Problem details – Print the lines of the data, starting with the first, up to and including the line where "use thiserror::Error;" appears.

________________

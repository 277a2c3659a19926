//! gastracker main entrypoint.

use gastracker::run;
use gastracker::ui::messages::error;

#[tokio::main]
async fn main() {
    if let Err(e) = run().await {
        error(format!("Error: {}", e));
        std::process::exit(1);
    }
}
//! Unified application error type.
//! All modules (db, core, http, cli) return AppError so that the CLI and
//! the HTTP layer share one error path.

use axum::{
    Json,
    extract::rejection::JsonRejection,
    http::StatusCode,
    response::{IntoResponse, Response},
};
use serde_json::json;
use std::io;
use thiserror::Error;

#[derive(Error, Debug)]
pub enum AppError {
    // ---------------------------
    // IO
    // ---------------------------
    #[error("I/O error: {0}")]
    Io(#[from] io::Error),

    // ---------------------------
    // Database-related
    // ---------------------------
    #[error("Database error: {0}")]
    Db(#[from] rusqlite::Error),

    #[error("Database not found: {0}")]
    StoreMissing(String),

    // ---------------------------
    // Serialization
    // ---------------------------
    #[error("JSON error: {0}")]
    Json(#[from] serde_json::Error),

    #[error("YAML error: {0}")]
    Yaml(#[from] serde_yaml::Error),

    #[error("CSV error: {0}")]
    Csv(#[from] csv::Error),

    #[error("Archive error: {0}")]
    Zip(#[from] zip::result::ZipError),

    // ---------------------------
    // Request errors
    // ---------------------------
    #[error("Malformed request: {0}")]
    MalformedRequest(#[from] JsonRejection),

    #[error("{0}")]
    Unauthorized(String),

    #[error("{0}")]
    Validation(String),

    // ---------------------------
    // Config / files
    // ---------------------------
    #[error("Configuration error: {0}")]
    Config(String),

    #[error("File already exists: {0} (use --force to overwrite)")]
    AlreadyExists(String),

    // ---------------------------
    // Generic fallback
    // ---------------------------
    #[error("Internal error: {0}")]
    Internal(String),
}

pub type AppResult<T> = Result<T, AppError>;

impl AppError {
    pub fn status(&self) -> StatusCode {
        match self {
            AppError::Unauthorized(_) => StatusCode::UNAUTHORIZED,
            AppError::Validation(_) => StatusCode::BAD_REQUEST,
            _ => StatusCode::INTERNAL_SERVER_ERROR,
        }
    }
}

impl IntoResponse for AppError {
    fn into_response(self) -> Response {
        let status = self.status();

        // Auth and validation failures carry a fixed client message;
        // anything else stays server-side.
        let client_message = match &self {
            AppError::Unauthorized(msg) | AppError::Validation(msg) => {
                tracing::warn!(status = %status.as_u16(), message = %msg, "request rejected");
                msg.clone()
            }
            other => {
                tracing::error!(status = %status.as_u16(), error = %other, "request failed");
                "Internal server error".to_string()
            }
        };

        (status, Json(json!({ "error": client_message }))).into_response()
    }
}
//! SQLite connection wrapper.
//!
//! A `DbPool` owns exactly one connection; callers open one per unit of
//! work and drop it when done, so the file handle is released on every
//! path, errors included.

use rusqlite::{Connection, Result};
use std::path::Path;

pub struct DbPool {
    pub conn: Connection,
}

impl DbPool {
    pub fn new<P: AsRef<Path>>(path: P) -> Result<Self> {
        let conn = Connection::open(path.as_ref())?;
        Ok(Self { conn })
    }

    /// Helper to execute a closure with a mutable connection reference.
    pub fn with_conn<F, T>(&mut self, func: F) -> Result<T>
    where
        F: FnOnce(&mut Connection) -> Result<T>,
    {
        func(&mut self.conn)
    }
}
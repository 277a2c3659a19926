use axum::{
    body::Body,
    http::{Method, Request, StatusCode, header},
};
use serde_json::json;
use tower::ServiceExt;

mod common;
use common::{FIXED_DATE, create_test_app, get, post, send};

#[tokio::test]
async fn index_returns_the_banner() {
    let (_dir, app) = create_test_app();

    let response = app
        .oneshot(Request::builder().uri("/").body(Body::empty()).unwrap())
        .await
        .unwrap();

    assert_eq!(response.status(), StatusCode::OK);
    let bytes = axum::body::to_bytes(response.into_body(), usize::MAX)
        .await
        .unwrap();
    assert_eq!(&bytes[..], b"<h1>Expense Tracker API is Running</h1>");
}

#[tokio::test]
async fn seeded_employee_logs_in_with_any_name_case() {
    let (_dir, app) = create_test_app();

    let (status, body) = post(
        &app,
        "/api/login",
        json!({ "emp_name": "  JOHN doe ", "emp_id": "emp001 " }),
    )
    .await;

    assert_eq!(status, StatusCode::OK);
    assert_eq!(body, json!({ "id": "EMP001", "name": "John Doe" }));

    let (_, dashboard) = get(&app, "/api/admin/dashboard").await;
    let logs = dashboard["logs"].as_array().unwrap();
    assert_eq!(logs.len(), 1);
    assert_eq!(logs[0]["eventType"], "login");
    assert_eq!(logs[0]["employeeName"], "John Doe");
    assert_eq!(logs[0]["employeeId"], "EMP001");
    assert_eq!(logs[0]["timestamp"], "2025-03-14T09:30:00.000000");
}

#[tokio::test]
async fn wrong_credentials_are_rejected_without_logging() {
    let (_dir, app) = create_test_app();

    for body in [
        json!({ "emp_name": "John Doe", "emp_id": "EMP002" }),
        json!({ "emp_name": "Jane Doe", "emp_id": "EMP001" }),
        json!({}),
    ] {
        let (status, resp) = post(&app, "/api/login", body).await;
        assert_eq!(status, StatusCode::UNAUTHORIZED);
        assert_eq!(resp, json!({ "error": "Invalid credentials" }));
    }

    let (_, dashboard) = get(&app, "/api/admin/dashboard").await;
    assert!(dashboard["logs"].as_array().unwrap().is_empty());
}

#[tokio::test]
async fn logout_always_appends_one_entry() {
    let (_dir, app) = create_test_app();

    let (status, body) = post(
        &app,
        "/api/logout",
        json!({ "emp_name": "Ghost", "emp_id": "NOPE" }),
    )
    .await;
    assert_eq!(status, StatusCode::OK);
    assert_eq!(body, json!({ "message": "Logout logged" }));

    let (status, _) = post(&app, "/api/logout", json!({})).await;
    assert_eq!(status, StatusCode::OK);

    let (_, dashboard) = get(&app, "/api/admin/dashboard").await;
    let logs = dashboard["logs"].as_array().unwrap();
    assert_eq!(logs.len(), 2);
    assert!(logs.iter().all(|l| l["eventType"] == "logout"));
    assert!(logs.iter().any(|l| l["employeeId"] == "NOPE"));
    assert!(logs.iter().any(|l| l["employeeId"].is_null()));
}

#[tokio::test]
async fn admin_login_checks_the_stored_password() {
    let (_dir, app) = create_test_app();

    let (status, body) = post(&app, "/api/admin/login", json!({ "password": "admin123" })).await;
    assert_eq!(status, StatusCode::OK);
    assert_eq!(body, json!({ "success": true }));

    let (status, body) = post(&app, "/api/admin/login", json!({ "password": "admin1234" })).await;
    assert_eq!(status, StatusCode::UNAUTHORIZED);
    assert_eq!(body, json!({ "error": "Incorrect password" }));

    let (status, _) = post(&app, "/api/admin/login", json!({})).await;
    assert_eq!(status, StatusCode::UNAUTHORIZED);
}

#[tokio::test]
async fn short_password_change_is_rejected() {
    let (_dir, app) = create_test_app();

    let (status, body) = post(&app, "/api/admin/password", json!({ "new_password": "abcde" })).await;
    assert_eq!(status, StatusCode::BAD_REQUEST);
    assert_eq!(
        body,
        json!({ "error": "Password must be at least 6 characters." })
    );

    let (status, _) = post(&app, "/api/admin/password", json!({})).await;
    assert_eq!(status, StatusCode::BAD_REQUEST);

    // Old password still works.
    let (status, _) = post(&app, "/api/admin/login", json!({ "password": "admin123" })).await;
    assert_eq!(status, StatusCode::OK);
}

#[tokio::test]
async fn password_change_takes_effect_immediately() {
    let (_dir, app) = create_test_app();

    let (status, body) = post(&app, "/api/admin/password", json!({ "new_password": "abcdef" })).await;
    assert_eq!(status, StatusCode::OK);
    assert_eq!(body, json!({ "message": "Admin password updated." }));

    let (status, _) = post(&app, "/api/admin/login", json!({ "password": "admin123" })).await;
    assert_eq!(status, StatusCode::UNAUTHORIZED);

    let (status, _) = post(&app, "/api/admin/login", json!({ "password": "abcdef" })).await;
    assert_eq!(status, StatusCode::OK);
}

#[tokio::test]
async fn delivery_and_expense_roll_up_in_the_summary() {
    let (_dir, app) = create_test_app();

    let (status, body) = post(
        &app,
        "/api/delivery",
        json!({ "emp_name": "John Doe", "emp_id": "EMP001", "cust_id": "CUST-1", "gas_price": 10.5 }),
    )
    .await;
    assert_eq!(status, StatusCode::OK);
    assert_eq!(body, json!({ "message": "Delivery logged." }));

    let (status, body) = post(
        &app,
        "/api/expense",
        json!({ "emp_name": "John Doe", "emp_id": "EMP001", "expense_category": "Fuel", "expense_price": 5.25 }),
    )
    .await;
    assert_eq!(status, StatusCode::OK);
    assert_eq!(body, json!({ "message": "Expense logged." }));

    let (status, dashboard) = get(&app, "/api/admin/dashboard").await;
    assert_eq!(status, StatusCode::OK);

    let key = format!("{FIXED_DATE}|EMP001|John Doe");
    assert_eq!(
        dashboard["summary"],
        json!({ key: { "gas": 10.5, "expense": 5.25 } })
    );

    let delivery = &dashboard["deliveries"][0];
    assert_eq!(delivery["delivery_id"], 1);
    assert_eq!(delivery["date"], FIXED_DATE);
    assert_eq!(delivery["cust_id"], "CUST-1");

    let expense = &dashboard["expenses"][0];
    assert_eq!(expense["expense_id"], 1);
    assert_eq!(expense["expense_category"], "Fuel");
}

#[tokio::test]
async fn malformed_record_bodies_are_server_errors() {
    let (_dir, app) = create_test_app();

    // Missing gas_price.
    let (status, body) = post(
        &app,
        "/api/delivery",
        json!({ "emp_name": "John Doe", "emp_id": "EMP001", "cust_id": "C" }),
    )
    .await;
    assert_eq!(status, StatusCode::INTERNAL_SERVER_ERROR);
    assert_eq!(body, json!({ "error": "Internal server error" }));

    // Wrong type.
    let (status, _) = post(
        &app,
        "/api/expense",
        json!({ "emp_name": "John Doe", "emp_id": "EMP001", "expense_category": "X", "expense_price": "lots" }),
    )
    .await;
    assert_eq!(status, StatusCode::INTERNAL_SERVER_ERROR);

    // No body at all.
    let (status, _) = send(&app, Method::POST, "/api/delivery", None).await;
    assert_eq!(status, StatusCode::INTERNAL_SERVER_ERROR);

    let (_, dashboard) = get(&app, "/api/admin/dashboard").await;
    assert!(dashboard["deliveries"].as_array().unwrap().is_empty());
    assert!(dashboard["expenses"].as_array().unwrap().is_empty());
}

#[tokio::test]
async fn employees_can_be_added_listed_and_wiped() {
    let (_dir, app) = create_test_app();

    let (status, body) = post(
        &app,
        "/api/admin/employees",
        json!({ "emp_name": "Ada Lovelace", "emp_id": "EMP002" }),
    )
    .await;
    assert_eq!(status, StatusCode::OK);
    assert_eq!(body, json!({ "message": "Employee added." }));

    let (status, list) = get(&app, "/api/admin/employees").await;
    assert_eq!(status, StatusCode::OK);
    let list = list.as_array().unwrap();
    assert_eq!(list.len(), 2);
    assert!(list.contains(&json!({ "id": "EMP002", "name": "Ada Lovelace" })));

    // The new employee can log in.
    let (status, _) = post(
        &app,
        "/api/login",
        json!({ "emp_name": "ada lovelace", "emp_id": "emp002" }),
    )
    .await;
    assert_eq!(status, StatusCode::OK);
}

#[tokio::test]
async fn duplicate_employee_id_is_a_server_error() {
    let (_dir, app) = create_test_app();

    let (status, body) = post(
        &app,
        "/api/admin/employees",
        json!({ "emp_name": "Impostor", "emp_id": "EMP001" }),
    )
    .await;
    assert_eq!(status, StatusCode::INTERNAL_SERVER_ERROR);
    assert_eq!(body, json!({ "error": "Internal server error" }));
}

#[tokio::test]
async fn delete_all_keeps_activity_history() {
    let (_dir, app) = create_test_app();

    post(&app, "/api/login", json!({ "emp_name": "John Doe", "emp_id": "EMP001" })).await;
    post(
        &app,
        "/api/delivery",
        json!({ "emp_name": "John Doe", "emp_id": "EMP001", "cust_id": "C", "gas_price": 1.0 }),
    )
    .await;
    post(
        &app,
        "/api/expense",
        json!({ "emp_name": "John Doe", "emp_id": "EMP001", "expense_category": "Tolls", "expense_price": 2.0 }),
    )
    .await;

    let (status, body) = send(&app, Method::POST, "/api/admin/employees/delete_all", None).await;
    assert_eq!(status, StatusCode::OK);
    assert_eq!(body, json!({ "message": "All employees deleted." }));

    let (_, list) = get(&app, "/api/admin/employees").await;
    assert_eq!(list, json!([]));

    let (_, dashboard) = get(&app, "/api/admin/dashboard").await;
    assert_eq!(dashboard["logs"].as_array().unwrap().len(), 1);
    assert_eq!(dashboard["deliveries"].as_array().unwrap().len(), 1);
    assert_eq!(dashboard["expenses"].as_array().unwrap().len(), 1);

    // Nobody can log in any more.
    let (status, _) = post(&app, "/api/login", json!({ "emp_name": "John Doe", "emp_id": "EMP001" })).await;
    assert_eq!(status, StatusCode::UNAUTHORIZED);
}

#[tokio::test]
async fn cross_origin_requests_are_allowed() {
    let (_dir, app) = create_test_app();

    let response = app
        .oneshot(
            Request::builder()
                .uri("/api/admin/employees")
                .header(header::ORIGIN, "http://example.com")
                .body(Body::empty())
                .unwrap(),
        )
        .await
        .unwrap();

    assert_eq!(response.status(), StatusCode::OK);
    assert_eq!(
        response.headers()[header::ACCESS_CONTROL_ALLOW_ORIGIN],
        "*"
    );
}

________________

Result of the exercise –
repository 277a2c3659a19926
//! gastracker main entrypoint.

use gastracker::run;
use gastracker::ui::messages::error;

#[tokio::main]
async fn main() {
    if let Err(e) = run().await {
        error(format!("Error: {}", e));
        std::process::exit(1);
    }
}
//! Unified application error type.
//! All modules (db, core, http, cli) return AppError so that the CLI and
//! the HTTP layer share one error path.

use axum::{
    Json,
    extract::rejection::JsonRejection,
    http::StatusCode,
    response::{IntoResponse, Response},
};
use serde_json::json;
use std::io;
use thiserror::Error;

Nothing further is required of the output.